The United States Vice-President, Dick Cheney, on Thursday accused Russia of using blackmail and intimidation in its energy policy towards Europe. In one of Washington’s sharpest rebukes to Moscow, Cheney said it was not acceptable for Russia to use its vast gas and energy supplies to bully its neighbours.
”Russia has a choice to make,” Cheney told Baltic leaders during a summit in Vilnius. ”No legitimate interest is served when oil and gas become tools of intimidation or blackmail, either by supply manipulation or attempts to monopolise transportation.”
Cheney urged Russia to stop backsliding on democracy. He said opponents of reform in Russia were ”seeking to reverse the gains of the last decade” by restricting democratic rights, and warned the Russian President, Vladimir Putin, that some of Moscow’s actions could hurt relations with other countries.
The vice-president’s comments provoked an instant reaction from Moscow. ”The speech of Mr Cheney in our opinion is full of a subjective evaluation of us and of the processes that are going on in Russia. The remarks … are completely incomprehensible for us,” said the Kremlin’s deputy spokesperson, Dmitri Peskov.
Andrei Kokoshin, the head of the Russian Parliament’s committee for relations with former Soviet republics, said Washington should respect Russia’s legitimate interests. ”The US has to deal with an absolutely different Russia today — a Russia that has restored its real sovereignty in many areas and is pursuing a course on the world arena that meets mainly its own national interests,” said Kokoshin, according to Interfax.
Former Soviet president Mikhail Gorbachev, who had recently warned that hawks in Russia and the US were keen to see a replay of the Cold War, denounced Cheney’s speech. ”[It] looks like a provocation and interference in Russia’s internal affairs in terms of its content, form and place,” Gorbachev said.
The US vice-president’s characteristically blunt remarks came as the energy dispute between Germany and Poland escalated after reports that Poland is planning to build a nuclear power station on its border with Germany.
Earlier this week, a Polish minister complained bitterly about a German-Russian pipeline deal, comparing it to the pact made by Nazi Germany and the Soviet Union. The plan to pipe gas under the Baltic Sea — bypassing Poland — was akin to the Molotov-Ribbentrop pact of 1939, when Hitler and Stalin carved up Poland between them, according to the defence minister, Radek Sikorski.
The Polish media on Thursday reported that the country was now considering retaliating by building its first nuclear power station in Gryfino, just 24km from the German border. The power station, next to a German nature reserve and 120km from Berlin, could start generating electricity in 2015, the reports said.

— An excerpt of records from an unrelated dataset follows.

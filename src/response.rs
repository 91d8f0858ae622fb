//! Standard response envelope helpers.

use axum::{http::StatusCode, Json};
use serde::Serialize;

#[derive(Serialize)]
pub struct SuccessOne<T> {
    pub data: T,
    #[serde(skip_serializing_if = "Option::is_none")]
    pub meta: Option<serde_json::Value>,
}

#[derive(Serialize)]
pub struct SuccessMany<T> {
    pub data: Vec<T>,
    pub meta: MetaCount,
}

#[derive(Serialize)]
pub struct MetaCount {
    pub count: u64,
}

/// Paginated list envelope; `meta` carries the unpaginated total.
#[derive(Serialize)]
pub struct SuccessPage<T> {
    pub data: Vec<T>,
    pub meta: PageMeta,
}

#[derive(Serialize)]
pub struct PageMeta {
    pub count: i64,
    pub page: u32,
    pub limit: u32,
    pub total_pages: u32,
}

impl PageMeta {
    pub fn new(count: i64, page: u32, limit: u32) -> Self {
        let total_pages = if limit == 0 {
            0
        } else {
            ((count.max(0) as u64).div_ceil(limit as u64)) as u32
        };
        PageMeta {
            count,
            page,
            limit,
            total_pages,
        }
    }
}

pub fn success_one<T: Serialize>(data: T) -> (StatusCode, Json<SuccessOne<T>>) {
    (StatusCode::CREATED, Json(SuccessOne { data, meta: None }))
}

pub fn success_one_ok<T: Serialize>(data: T) -> (StatusCode, Json<SuccessOne<T>>) {
    (StatusCode::OK, Json(SuccessOne { data, meta: None }))
}

pub fn success_many<T: Serialize>(data: Vec<T>) -> (StatusCode, Json<SuccessMany<T>>) {
    let count = data.len() as u64;
    (
        StatusCode::OK,
        Json(SuccessMany {
            data,
            meta: MetaCount { count },
        }),
    )
}

pub fn success_page<T: Serialize>(data: Vec<T>, meta: PageMeta) -> (StatusCode, Json<SuccessPage<T>>) {
    (StatusCode::OK, Json(SuccessPage { data, meta }))
}

pub fn error_body(code: &str, message: String, details: Option<String>) -> serde_json::Value {
    serde_json::json!({
        "error": {
            "code": code,
            "message": message,
            "details": details
        }
    })
}

#[cfg(test)]
mod tests {
    use super::*;

    #[test]
    fn total_pages_rounds_up() {
        assert_eq!(PageMeta::new(0, 1, 100).total_pages, 0);
        assert_eq!(PageMeta::new(1, 1, 100).total_pages, 1);
        assert_eq!(PageMeta::new(100, 1, 100).total_pages, 1);
        assert_eq!(PageMeta::new(101, 1, 100).total_pages, 2);
    }
}
//! Dashboard aggregation: headline counts and chart series.

use crate::model::{ChartBreakdowns, DashboardStats, MonthPoint};
use crate::remote::{Guard, Outcome, Reply};
use crate::store::qualified_table;
use sqlx::PgPool;
use std::collections::BTreeMap;

pub struct DashboardService;

impl DashboardService {
    pub async fn stats(guard: &Guard, pool: &PgPool) -> Outcome<DashboardStats> {
        guard
            .run(|| async move {
                let patients = qualified_table("patients");
                let users = qualified_table("users");
                let appointments = qualified_table("appointments");
                let bills = qualified_table("bills");

                let total_patients: i64 = sqlx::query_scalar(&format!(
                    "SELECT COUNT(*) FROM {} WHERE is_active",
                    patients
                ))
                .fetch_one(pool)
                .await?;

                let total_doctors: i64 = sqlx::query_scalar(&format!(
                    "SELECT COUNT(*) FROM {} WHERE role = 'DOCTOR' AND is_active",
                    users
                ))
                .fetch_one(pool)
                .await?;

                let today_appointments: i64 = sqlx::query_scalar(&format!(
                    "SELECT COUNT(*) FROM {} WHERE scheduled_at >= date_trunc('day', NOW()) \
                     AND scheduled_at < date_trunc('day', NOW()) + INTERVAL '1 day'",
                    appointments
                ))
                .fetch_one(pool)
                .await?;

                let pending_bills: i64 = sqlx::query_scalar(&format!(
                    "SELECT COUNT(*) FROM {} WHERE status IN ('PENDING', 'PARTIALLY_PAID', 'OVERDUE')",
                    bills
                ))
                .fetch_one(pool)
                .await?;

                let monthly_revenue: i64 = sqlx::query_scalar(&format!(
                    "SELECT COALESCE(SUM(paid_amount), 0)::BIGINT FROM {} \
                     WHERE payment_date >= date_trunc('month', NOW())",
                    bills
                ))
                .fetch_one(pool)
                .await?;

                Ok(Reply::ok(DashboardStats {
                    total_patients,
                    total_doctors,
                    today_appointments,
                    pending_bills,
                    monthly_revenue,
                }))
            })
            .await
    }

    /// Chart series for the trailing twelve months plus categorical
    /// breakdowns over all rows.
    pub async fn charts(guard: &Guard, pool: &PgPool) -> Outcome<ChartBreakdowns> {
        guard
            .run(|| async move {
                let patients = qualified_table("patients");
                let appointments = qualified_table("appointments");
                let bills = qualified_table("bills");

                let by_status: Vec<(String, i64)> = sqlx::query_as(&format!(
                    "SELECT status, COUNT(*) FROM {} GROUP BY status",
                    appointments
                ))
                .fetch_all(pool)
                .await?;

                let by_type: Vec<(String, i64)> = sqlx::query_as(&format!(
                    "SELECT appointment_type, COUNT(*) FROM {} GROUP BY appointment_type",
                    appointments
                ))
                .fetch_all(pool)
                .await?;

                let by_method: Vec<(String, i64)> = sqlx::query_as(&format!(
                    "SELECT payment_method, COALESCE(SUM(paid_amount), 0)::BIGINT FROM {} \
                     WHERE payment_method IS NOT NULL GROUP BY payment_method",
                    bills
                ))
                .fetch_all(pool)
                .await?;

                let revenue_by_month: Vec<(String, i64)> = sqlx::query_as(&format!(
                    "SELECT to_char(date_trunc('month', payment_date), 'YYYY-MM'), \
                     COALESCE(SUM(paid_amount), 0)::BIGINT FROM {} \
                     WHERE payment_date >= date_trunc('month', NOW()) - INTERVAL '11 months' \
                     GROUP BY 1 ORDER BY 1",
                    bills
                ))
                .fetch_all(pool)
                .await?;

                let patients_by_month: Vec<(String, i64)> = sqlx::query_as(&format!(
                    "SELECT to_char(date_trunc('month', created_at), 'YYYY-MM'), COUNT(*) FROM {} \
                     WHERE created_at >= date_trunc('month', NOW()) - INTERVAL '11 months' \
                     GROUP BY 1 ORDER BY 1",
                    patients
                ))
                .fetch_all(pool)
                .await?;

                Ok(Reply::ok(ChartBreakdowns {
                    appointments_by_status: to_map(by_status),
                    appointments_by_type: to_map(by_type),
                    revenue_by_payment_method: to_map(by_method),
                    revenue_by_month: to_series(revenue_by_month),
                    patients_by_month: to_series(patients_by_month),
                }))
            })
            .await
    }
}

fn to_map(rows: Vec<(String, i64)>) -> BTreeMap<String, i64> {
    rows.into_iter().collect()
}

fn to_series(rows: Vec<(String, i64)>) -> Vec<MonthPoint> {
    rows.into_iter()
        .map(|(month, value)| MonthPoint { month, value })
        .collect()
}
use anyhow::Result;
use sqlx::SqlitePool;

/// Create the schema. Idempotent — safe to run on every startup.
pub async fn run_migrations(pool: &SqlitePool) -> Result<()> {
    // Metadata store: one row per ruling, keyed by content hash.
    sqlx::query(
        r#"
        CREATE TABLE IF NOT EXISTS documents (
            id TEXT PRIMARY KEY,
            source_url TEXT NOT NULL,
            hs_code TEXT NOT NULL,
            title TEXT NOT NULL,
            body_text TEXT NOT NULL,
            published_date TEXT,
            collected_at INTEGER NOT NULL
        )
        "#,
    )
    .execute(pool)
    .await?;

    // Vector store: 1:1 with documents. `position` is a monotonic
    // insertion counter used for deterministic tie-breaking. No foreign
    // key on document_id: the pairing is maintained by transactional
    // writes and the startup repair pass, which must be able to observe
    // orphan rows in either table.
    sqlx::query(
        r#"
        CREATE TABLE IF NOT EXISTS embeddings (
            document_id TEXT PRIMARY KEY,
            embedding BLOB NOT NULL,
            dimension INTEGER NOT NULL,
            position INTEGER NOT NULL
        )
        "#,
    )
    .execute(pool)
    .await?;

    // Index-level facts, e.g. the dimension fixed at creation time.
    sqlx::query(
        r#"
        CREATE TABLE IF NOT EXISTS index_meta (
            key TEXT PRIMARY KEY,
            value TEXT NOT NULL
        )
        "#,
    )
    .execute(pool)
    .await?;

    // Query cache: replaced wholesale per key, expired lazily at read.
    sqlx::query(
        r#"
        CREATE TABLE IF NOT EXISTS ruling_cache (
            key TEXT PRIMARY KEY,
            document_ids TEXT NOT NULL,
            stored_at INTEGER NOT NULL,
            ttl_seconds INTEGER NOT NULL
        )
        "#,
    )
    .execute(pool)
    .await?;

    sqlx::query("CREATE INDEX IF NOT EXISTS idx_documents_hs_code ON documents(hs_code)")
        .execute(pool)
        .await?;
    sqlx::query("CREATE INDEX IF NOT EXISTS idx_embeddings_position ON embeddings(position)")
        .execute(pool)
        .await?;

    Ok(())
}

”This is bad news. This would be a disaster for tourism and for our nature reserve,” Klemens Schmitz, a member of the Social Democrat party who lives near Gryfino, told the Märkische Allgemeine newspaper.
On Thursday Stanislaw Latek, a spokesperson for Poland’s national atomic energy agency, said no final decision had been made on where any new nuclear plant would be built.
He told The Guardian: ”The studies are unlikely to begin properly until 2008. But Poland does have a problem. Our existing coal stations are very old. We want to do something about C02 emissions. In 15 to 20 years we will need more energy. We are looking at various alternatives. But we prefer nuclear energy.”
Ludwik Pienkowski, a scientist at Warsaw University who is carrying out a nuclear feasibility study, said: ”The best solution for Poland would be to build a nuclear power plant by 2020.”
Poland announced it was considering constructing its first nuclear plant during an energy review last year. Many other former Soviet bloc countries have also said they want to build nuclear power stations. Bulgaria, Romania, Slovakia and Ukraine have announced new programmes.
On Thursday, a spokesperson for German Greenpeace said he was doubtful that Poland could afford its own nuclear plant. ”Support in Poland for nuclear power is very, very low,” said Tobias Münchmeyer.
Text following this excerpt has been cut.